:: Exercise directions ::
Find the word "ordered" in the data, then copy each line where it is found.

#### Records ####

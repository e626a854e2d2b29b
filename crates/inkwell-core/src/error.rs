//! Error types for inkwell-core

use thiserror::Error;

/// Errors raised while handling core types
#[derive(Debug, Error)]
pub enum CoreError {
    #[error("Invalid {kind} id: {value}")]
    InvalidId { kind: &'static str, value: String },
}
//! Identifier types
//!
//! Every identifier in the journal is a UUIDv7: globally unique, generated on
//! the client, and ordered by creation time. Byte-wise ordering of two ids
//! therefore follows the order in which they were minted, which is what the
//! head tie-break relies on.

use std::fmt::Display;
use std::str::FromStr;

use serde::{Deserialize, Serialize};
use uuid::Uuid;

use crate::error::CoreError;

macro_rules! uuid_id {
    ($(#[$meta:meta])* $name:ident, $kind:literal) => {
        $(#[$meta])*
        #[derive(Debug, Clone, Copy, PartialEq, Eq, PartialOrd, Ord, Hash, Serialize, Deserialize)]
        pub struct $name(Uuid);

        impl $name {
            /// Mint a fresh, time-ordered identifier
            pub fn generate() -> Self {
                Self(Uuid::now_v7())
            }

            /// Wrap an existing UUID
            pub fn from_uuid(uuid: Uuid) -> Self {
                Self(uuid)
            }

            /// Get the underlying UUID
            pub fn as_uuid(&self) -> &Uuid {
                &self.0
            }

            /// Get the raw 16 bytes, used as the storage key
            pub fn as_bytes(&self) -> &[u8; 16] {
                self.0.as_bytes()
            }

            /// Create from a slice (must be 16 bytes)
            pub fn from_slice(slice: &[u8]) -> Option<Self> {
                Uuid::from_slice(slice).ok().map(Self)
            }

            /// Short display form (last 8 hex chars; the leading ones are a timestamp)
            pub fn short(&self) -> String {
                let simple = self.0.simple().to_string();
                simple[simple.len() - 8..].to_string()
            }
        }

        impl Display for $name {
            fn fmt(&self, f: &mut std::fmt::Formatter<'_>) -> std::fmt::Result {
                write!(f, "{}", self.0.hyphenated())
            }
        }

        impl FromStr for $name {
            type Err = CoreError;

            fn from_str(s: &str) -> Result<Self, Self::Err> {
                Uuid::parse_str(s.trim())
                    .map(Self)
                    .map_err(|_| CoreError::InvalidId {
                        kind: $kind,
                        value: s.to_string(),
                    })
            }
        }

        impl From<Uuid> for $name {
            fn from(uuid: Uuid) -> Self {
                Self(uuid)
            }
        }
    };
}

uuid_id!(
    /// Identifier of a diary entry, shared by its draft, versions and head
    DiaryId,
    "diary"
);

uuid_id!(
    /// Identifier of one immutable version; never reused
    VersionId,
    "version"
);

uuid_id!(
    /// Identity of this installation's replication stream
    StreamId,
    "stream"
);
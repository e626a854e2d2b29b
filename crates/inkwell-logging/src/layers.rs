//! Span layer carrying the device context

use tracing::{Subscriber, span};
use tracing_subscriber::{
    layer::{Context, Layer},
    registry::LookupSpan,
};

use crate::context::{DeviceContextData, DeviceContextGuard};

/// Layer that attaches the active device context to new spans
///
/// When a [`DeviceContextGuard`] is active, every span created on that
/// thread carries a [`DeviceContextExtension`], which later layers and
/// formatters can read back.
#[derive(Debug, Default)]
pub struct DeviceContextLayer;

impl DeviceContextLayer {
    pub fn new() -> Self {
        Self
    }
}

/// Extension data stored on spans
#[derive(Debug, Clone)]
pub struct DeviceContextExtension {
    pub data: DeviceContextData,
}

impl<S> Layer<S> for DeviceContextLayer
where
    S: Subscriber + for<'lookup> LookupSpan<'lookup>,
{
    fn on_new_span(&self, _attrs: &span::Attributes<'_>, id: &span::Id, ctx: Context<'_, S>) {
        if let Some(span) = ctx.span(id)
            && let Some(device) = DeviceContextGuard::current()
        {
            span.extensions_mut()
                .insert(DeviceContextExtension { data: device });
        }
    }
}

#[cfg(test)]
mod tests {
    use super::*;
    use std::sync::{Arc, Mutex};

    use inkwell_core::StreamId;
    use tracing_subscriber::Registry;
    use tracing_subscriber::layer::SubscriberExt;

    /// Records the device found on each new span
    struct Recorder {
        seen: Arc<Mutex<Vec<Option<String>>>>,
    }

    impl<S> Layer<S> for Recorder
    where
        S: Subscriber + for<'lookup> LookupSpan<'lookup>,
    {
        fn on_new_span(&self, _attrs: &span::Attributes<'_>, id: &span::Id, ctx: Context<'_, S>) {
            let span = ctx.span(id).unwrap();
            let device = span
                .extensions()
                .get::<DeviceContextExtension>()
                .map(|ext| ext.data.device.clone());
            self.seen.lock().unwrap().push(device);
        }
    }

    #[test]
    fn test_spans_carry_device_context() {
        let seen = Arc::new(Mutex::new(Vec::new()));
        let subscriber = Registry::default()
            .with(DeviceContextLayer::new())
            .with(Recorder { seen: seen.clone() });

        let stream_id = StreamId::generate();
        tracing::subscriber::with_default(subscriber, || {
            let _outside = tracing::info_span!("outside").entered();
            let _guard = DeviceContextGuard::new(&stream_id);
            let _inside = tracing::info_span!("inside").entered();
        });

        assert_eq!(*seen.lock().unwrap(), vec![None, Some(stream_id.short())]);
    }
}
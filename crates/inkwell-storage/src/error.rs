//! Storage errors

use std::path::PathBuf;

use thiserror::Error;

/// Errors raised by the draft store, version logs and head index
#[derive(Debug, Error)]
pub enum StorageError {
    #[error("I/O error: {0}")]
    Io(String),

    /// A database that must already exist (a downloaded snapshot) is absent
    #[error("Database file not found: {}", .0.display())]
    MissingDatabase(PathBuf),

    #[error("Failed to encode row: {0}")]
    Encode(#[source] postcard::Error),

    #[error("Failed to decode row: {0}")]
    Decode(#[source] postcard::Error),

    /// Any redb failure: open, transaction, table, commit
    #[error("Database error: {0}")]
    Database(String),

    /// The database was written by a newer schema than this build understands
    #[error("Unsupported schema version {found} (this build supports up to {supported})")]
    SchemaMismatch { found: u32, supported: u32 },

    /// Stored rows contradict each other
    #[error("Corrupt store: {0}")]
    Corrupt(String),
}

impl StorageError {
    pub fn corrupt(message: impl Into<String>) -> Self {
        Self::Corrupt(message.into())
    }
}

impl From<std::io::Error> for StorageError {
    fn from(err: std::io::Error) -> Self {
        StorageError::Io(err.to_string())
    }
}

// redb reports each stage with its own type
macro_rules! redb_errors {
    ($($ty:ty),+ $(,)?) => {
        $(
            impl From<$ty> for StorageError {
                fn from(err: $ty) -> Self {
                    StorageError::Database(err.to_string())
                }
            }
        )+
    };
}

redb_errors!(
    redb::Error,
    redb::DatabaseError,
    redb::TransactionError,
    redb::TableError,
    redb::StorageError,
    redb::CommitError,
);
//! Default configuration values.
//!
//! Centralized default constants for use across all crates.

// ============================================================================
// Connect Defaults
// ============================================================================

/// Default TLS port.
pub const DEFAULT_PORT: u16 = 443;
/// Default idle timeout applied to the raw transport, in seconds (0 = disabled).
pub const DEFAULT_IDLE_TIMEOUT_SECS: u64 = 30;
/// Default TLS handshake timeout in seconds.
pub const DEFAULT_TLS_HANDSHAKE_TIMEOUT_SECS: u64 = 10;

// ============================================================================
// Buffer/Size Defaults
// ============================================================================

/// Default size of a single plaintext read pulled from the socket (16 KiB,
/// one maximal TLS record).
pub const DEFAULT_READ_CHUNK_SIZE: usize = 16 * 1024;
/// Smallest accepted read chunk size.
pub const MIN_READ_CHUNK_SIZE: usize = 512;
/// Largest accepted read chunk size.
pub const MAX_READ_CHUNK_SIZE: usize = 1024 * 1024;
/// Default size of the buffer used for raw transport reads.
pub const DEFAULT_TRANSPORT_READ_BUFFER: usize = 16 * 1024;

// ============================================================================
// TCP Socket Defaults
// ============================================================================

/// Default TCP_NODELAY (disable Nagle's algorithm for lower latency).
pub const DEFAULT_TCP_NO_DELAY: bool = true;
/// Default TCP Keep-Alive initial delay in seconds (0 = disabled).
pub const DEFAULT_TCP_KEEPALIVE_SECS: u64 = 300;

// ============================================================================
// Logging Defaults
// ============================================================================

/// Default log level.
pub const DEFAULT_LOG_LEVEL: &str = "info";
/// Default log format.
pub const DEFAULT_LOG_FORMAT: &str = "pretty";
/// Default log output.
pub const DEFAULT_LOG_OUTPUT: &str = "stderr";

####

:: Written answer ::
//! the client, and ordered by creation time. Byte-wise ordering of two ids
            /// Mint a fresh, time-ordered identifier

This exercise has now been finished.